Снег стал налипать на стекла, и они начали мелко вибрировать, стряхивая его вниз.

По северо-западному концу креста князь дошел до темного Адмиралтейского проспекта, пересеченного эстакадой надземной железной дороги, уходящей к Бирже. Ее стальные клепаные ребра втыкались в землю прямо в саду перед дворцом – государь настолько не любил этот дворец, что разрешил Городской Думе, не нашедшей для строительства дороги иной возможности, строить ее там.

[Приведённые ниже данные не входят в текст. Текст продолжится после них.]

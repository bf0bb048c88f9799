//! IPv4 network layer.
//!
//! Header build/parse plus the ones-complement checksum shared by the
//! transport codecs.  Decoding validates the header, records the layer-1 tag
//! and dispatches on the carried protocol.

use core::fmt;

use crate::buffer::Packet;
use crate::device::{Interface, InterfaceFeatures};
use crate::stack::NetStack;
use crate::{icmp, tcp, udp};

/// IPv4 header length without options (IHL == 5).
pub const IPV4_HEADER_LEN: usize = 20;

/// Default time-to-live for outbound datagrams.
pub const DEFAULT_TTL: u8 = 64;

// ============================================================================
// Protocol Numbers
// ============================================================================

/// IPv4 protocol numbers understood by the stack.
#[repr(u8)]
#[derive(Debug, Clone, Copy, PartialEq, Eq)]
pub enum Ipv4Proto {
    /// Internet Control Message Protocol.
    Icmp = 1,
    /// Transmission Control Protocol.
    Tcp = 6,
    /// User Datagram Protocol.
    Udp = 17,
}

impl Ipv4Proto {
    /// Try to convert from a raw protocol number.
    pub fn from_raw(value: u8) -> Option<Self> {
        match value {
            1 => Some(Ipv4Proto::Icmp),
            6 => Some(Ipv4Proto::Tcp),
            17 => Some(Ipv4Proto::Udp),
            _ => None,
        }
    }

    /// Raw protocol number.
    pub fn to_raw(self) -> u8 {
        self as u8
    }
}

// ============================================================================
// Address
// ============================================================================

/// IPv4 address (network byte order).
#[derive(Debug, Clone, Copy, PartialEq, Eq, Hash)]
pub struct Ipv4Addr(pub [u8; 4]);

impl Ipv4Addr {
    /// Create from 4 octets.
    pub const fn new(a: u8, b: u8, c: u8, d: u8) -> Self {
        Ipv4Addr([a, b, c, d])
    }

    /// All zeros (0.0.0.0).
    pub const UNSPECIFIED: Ipv4Addr = Ipv4Addr::new(0, 0, 0, 0);

    /// Loopback (127.0.0.1).
    pub const LOCALHOST: Ipv4Addr = Ipv4Addr::new(127, 0, 0, 1);

    /// Limited broadcast (255.255.255.255).
    pub const BROADCAST: Ipv4Addr = Ipv4Addr::new(255, 255, 255, 255);

    /// `true` for 127.0.0.0/8.
    #[inline]
    pub fn is_loopback(&self) -> bool {
        self.0[0] == 127
    }

    /// `true` for 255.255.255.255.
    #[inline]
    pub fn is_broadcast(&self) -> bool {
        self.0 == [255, 255, 255, 255]
    }

    /// `true` for 0.0.0.0.
    #[inline]
    pub fn is_unspecified(&self) -> bool {
        self.0 == [0, 0, 0, 0]
    }

    /// Pack into a host-order integer (for atomic storage).
    #[inline]
    pub fn to_bits(self) -> u32 {
        u32::from_be_bytes(self.0)
    }

    /// Unpack from [`to_bits`](Self::to_bits) form.
    #[inline]
    pub fn from_bits(bits: u32) -> Self {
        Ipv4Addr(bits.to_be_bytes())
    }
}

impl fmt::Display for Ipv4Addr {
    fn fmt(&self, f: &mut fmt::Formatter<'_>) -> fmt::Result {
        write!(f, "{}.{}.{}.{}", self.0[0], self.0[1], self.0[2], self.0[3])
    }
}

// ============================================================================
// Checksum
// ============================================================================

/// Sum 16-bit big-endian words into a running ones-complement accumulator.
pub(crate) fn sum_words(start: u32, data: &[u8]) -> u32 {
    let mut sum = start;
    let mut chunks = data.chunks_exact(2);
    for chunk in &mut chunks {
        sum = sum.wrapping_add(u16::from_be_bytes([chunk[0], chunk[1]]) as u32);
    }
    if let [last] = chunks.remainder() {
        sum = sum.wrapping_add(u16::from_be_bytes([*last, 0]) as u32);
    }
    sum
}

/// Fold a running sum to 16 bits.
pub(crate) fn fold(mut sum: u32) -> u16 {
    while sum >> 16 != 0 {
        sum = (sum & 0xffff) + (sum >> 16);
    }
    sum as u16
}

/// Ones-complement checksum over `data` (RFC 1071).
pub fn checksum(data: &[u8]) -> u16 {
    !fold(sum_words(0, data))
}

// ============================================================================
// Header
// ============================================================================

/// Parsed IPv4 header.
#[derive(Debug, Clone, Copy, PartialEq, Eq)]
pub struct Ipv4Header {
    /// Header length in bytes (IHL * 4).
    pub header_len: usize,
    /// Total datagram length (header + payload).
    pub total_len: u16,
    /// Time to live.
    pub ttl: u8,
    /// Carried protocol number.
    pub protocol: u8,
    /// Source address.
    pub src: Ipv4Addr,
    /// Destination address.
    pub dst: Ipv4Addr,
}

/// Parse and minimally validate an IPv4 header at the start of `data`.
pub fn parse_ipv4(data: &[u8]) -> Option<Ipv4Header> {
    if data.len() < IPV4_HEADER_LEN {
        return None;
    }
    let version = data[0] >> 4;
    let header_len = ((data[0] & 0x0f) as usize) * 4;
    if version != 4 || header_len < IPV4_HEADER_LEN || header_len > data.len() {
        return None;
    }
    let total_len = u16::from_be_bytes([data[2], data[3]]);
    if (total_len as usize) < header_len || (total_len as usize) > data.len() {
        return None;
    }
    Some(Ipv4Header {
        header_len,
        total_len,
        ttl: data[8],
        protocol: data[9],
        src: Ipv4Addr([data[12], data[13], data[14], data[15]]),
        dst: Ipv4Addr([data[16], data[17], data[18], data[19]]),
    })
}

/// Write a 20-byte IPv4 header at the start of `buf`.
///
/// The checksum field is left zero; call [`finalize_checksum`] once the
/// datagram is complete.
pub fn write_header(buf: &mut [u8], total_len: u16, protocol: Ipv4Proto, src: Ipv4Addr, dst: Ipv4Addr) {
    buf[0] = 0x45; // version 4, IHL 5
    buf[1] = 0; // DSCP/ECN
    buf[2..4].copy_from_slice(&total_len.to_be_bytes());
    buf[4..6].copy_from_slice(&0u16.to_be_bytes()); // identification
    buf[6..8].copy_from_slice(&0x4000u16.to_be_bytes()); // don't fragment
    buf[8] = DEFAULT_TTL;
    buf[9] = protocol.to_raw();
    buf[10..12].copy_from_slice(&0u16.to_be_bytes()); // checksum, fixed up later
    buf[12..16].copy_from_slice(&src.0);
    buf[16..20].copy_from_slice(&dst.0);
}

/// Compute and store the header checksum over the 20-byte header at the
/// start of `buf`.
pub fn finalize_checksum(buf: &mut [u8]) {
    buf[10] = 0;
    buf[11] = 0;
    let cks = checksum(&buf[..IPV4_HEADER_LEN]);
    buf[10..12].copy_from_slice(&cks.to_be_bytes());
}

/// Verify the header checksum of a received header.
pub fn verify_checksum(header: &[u8]) -> bool {
    fold(sum_words(0, header)) == 0xffff
}

// ============================================================================
// Decode
// ============================================================================

/// Peel the network layer off an inbound frame and dispatch on protocol.
pub(crate) fn decode(stack: &NetStack, iface: &Interface, packet: &mut Packet) {
    let offset = packet.index();
    let Some(header) = parse_ipv4(&packet.payload()[offset..]) else {
        klog!(Warn, "net: interface {} dropped a malformed IPv4 header", iface.name);
        return;
    };

    if !iface.features.contains(InterfaceFeatures::CHECKSUM_RX)
        && !verify_checksum(&packet.payload()[offset..offset + header.header_len])
    {
        klog!(Warn, "net: interface {} dropped an IPv4 datagram with a bad checksum", iface.name);
        return;
    }

    // Only datagrams addressed to this interface (or broadcast) go up.
    if header.dst != iface.ip_address && !header.dst.is_broadcast() {
        klog!(Trace, "net: IPv4 datagram for {} ignored on {}", header.dst, iface.name);
        return;
    }

    packet.set_tag(1, offset);
    packet.advance(header.header_len);

    match Ipv4Proto::from_raw(header.protocol) {
        Some(Ipv4Proto::Icmp) => icmp::decode(stack, iface, packet),
        Some(Ipv4Proto::Udp) => udp::decode(stack, iface, packet),
        Some(Ipv4Proto::Tcp) => tcp::decode(stack, iface, packet),
        None => {
            klog!(Trace, "net: unsupported IPv4 protocol {} on {}", header.protocol, iface.name);
        }
    }
}

#[cfg(test)]
mod tests {
    use super::*;

    #[test]
    fn checksum_known_vector() {
        // Example from RFC 1071 discussions: the checksum of a header
        // containing its own checksum folds to 0xffff.
        let mut header = [0u8; IPV4_HEADER_LEN];
        write_header(
            &mut header,
            40,
            Ipv4Proto::Tcp,
            Ipv4Addr::new(10, 0, 2, 15),
            Ipv4Addr::new(10, 0, 2, 2),
        );
        finalize_checksum(&mut header);
        assert!(verify_checksum(&header));
    }

    #[test]
    fn parse_round_trips_written_header() {
        let mut buf = [0u8; 64];
        write_header(
            &mut buf,
            48,
            Ipv4Proto::Udp,
            Ipv4Addr::LOCALHOST,
            Ipv4Addr::new(10, 0, 2, 2),
        );
        finalize_checksum(&mut buf);
        let header = parse_ipv4(&buf).unwrap();
        assert_eq!(header.header_len, IPV4_HEADER_LEN);
        assert_eq!(header.total_len, 48);
        assert_eq!(header.protocol, Ipv4Proto::Udp.to_raw());
        assert_eq!(header.src, Ipv4Addr::LOCALHOST);
        assert_eq!(header.dst, Ipv4Addr::new(10, 0, 2, 2));
    }

    #[test]
    fn parse_rejects_wrong_version() {
        let mut buf = [0u8; IPV4_HEADER_LEN];
        write_header(&mut buf, 20, Ipv4Proto::Icmp, Ipv4Addr::LOCALHOST, Ipv4Addr::LOCALHOST);
        buf[0] = 0x65; // version 6
        assert!(parse_ipv4(&buf).is_none());
    }

    #[test]
    fn parse_rejects_truncated_total_len() {
        let mut buf = [0u8; IPV4_HEADER_LEN];
        write_header(&mut buf, 200, Ipv4Proto::Icmp, Ipv4Addr::LOCALHOST, Ipv4Addr::LOCALHOST);
        assert!(parse_ipv4(&buf).is_none());
    }

    #[test]
    fn address_bits_round_trip() {
        let addr = Ipv4Addr::new(192, 168, 7, 1);
        assert_eq!(Ipv4Addr::from_bits(addr.to_bits()), addr);
        assert!(Ipv4Addr::LOCALHOST.is_loopback());
        assert!(Ipv4Addr::BROADCAST.is_broadcast());
        assert!(Ipv4Addr::UNSPECIFIED.is_unspecified());
    }
}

Дальше была черная, слившаяся с ночью Нева и широкий неосвещенный мост на Васильевский остров. Перерезанная светящимися путевыми огнями эстакады надземной дороги стрелка, Биржа с вращающимся прожектором на крыше, колонны, крепость с золотым шпилем, в которой лежали мертвые русские цари и его отец, и угрюмая гиперболоидная башня над всеми ними, подсвеченная фонарями. Только она, казалось, и жила в этом вымерзшем городе. Как щенки у брюха матери, тычась мордами в сосцы, цеппелины роились вокруг нее: одни прилетали, другие улетали, третьи заправлялись свежим газом, который сжигали в топках своих двигателей. Толстые газовые шланги едва заметными нитями обвивались вокруг стоек башни и втыкались в их тела.

И ярко, наверное единственные в Петрограде в этот час, горели окна штаба отряда цеппелинов в бывших казенных винных складах.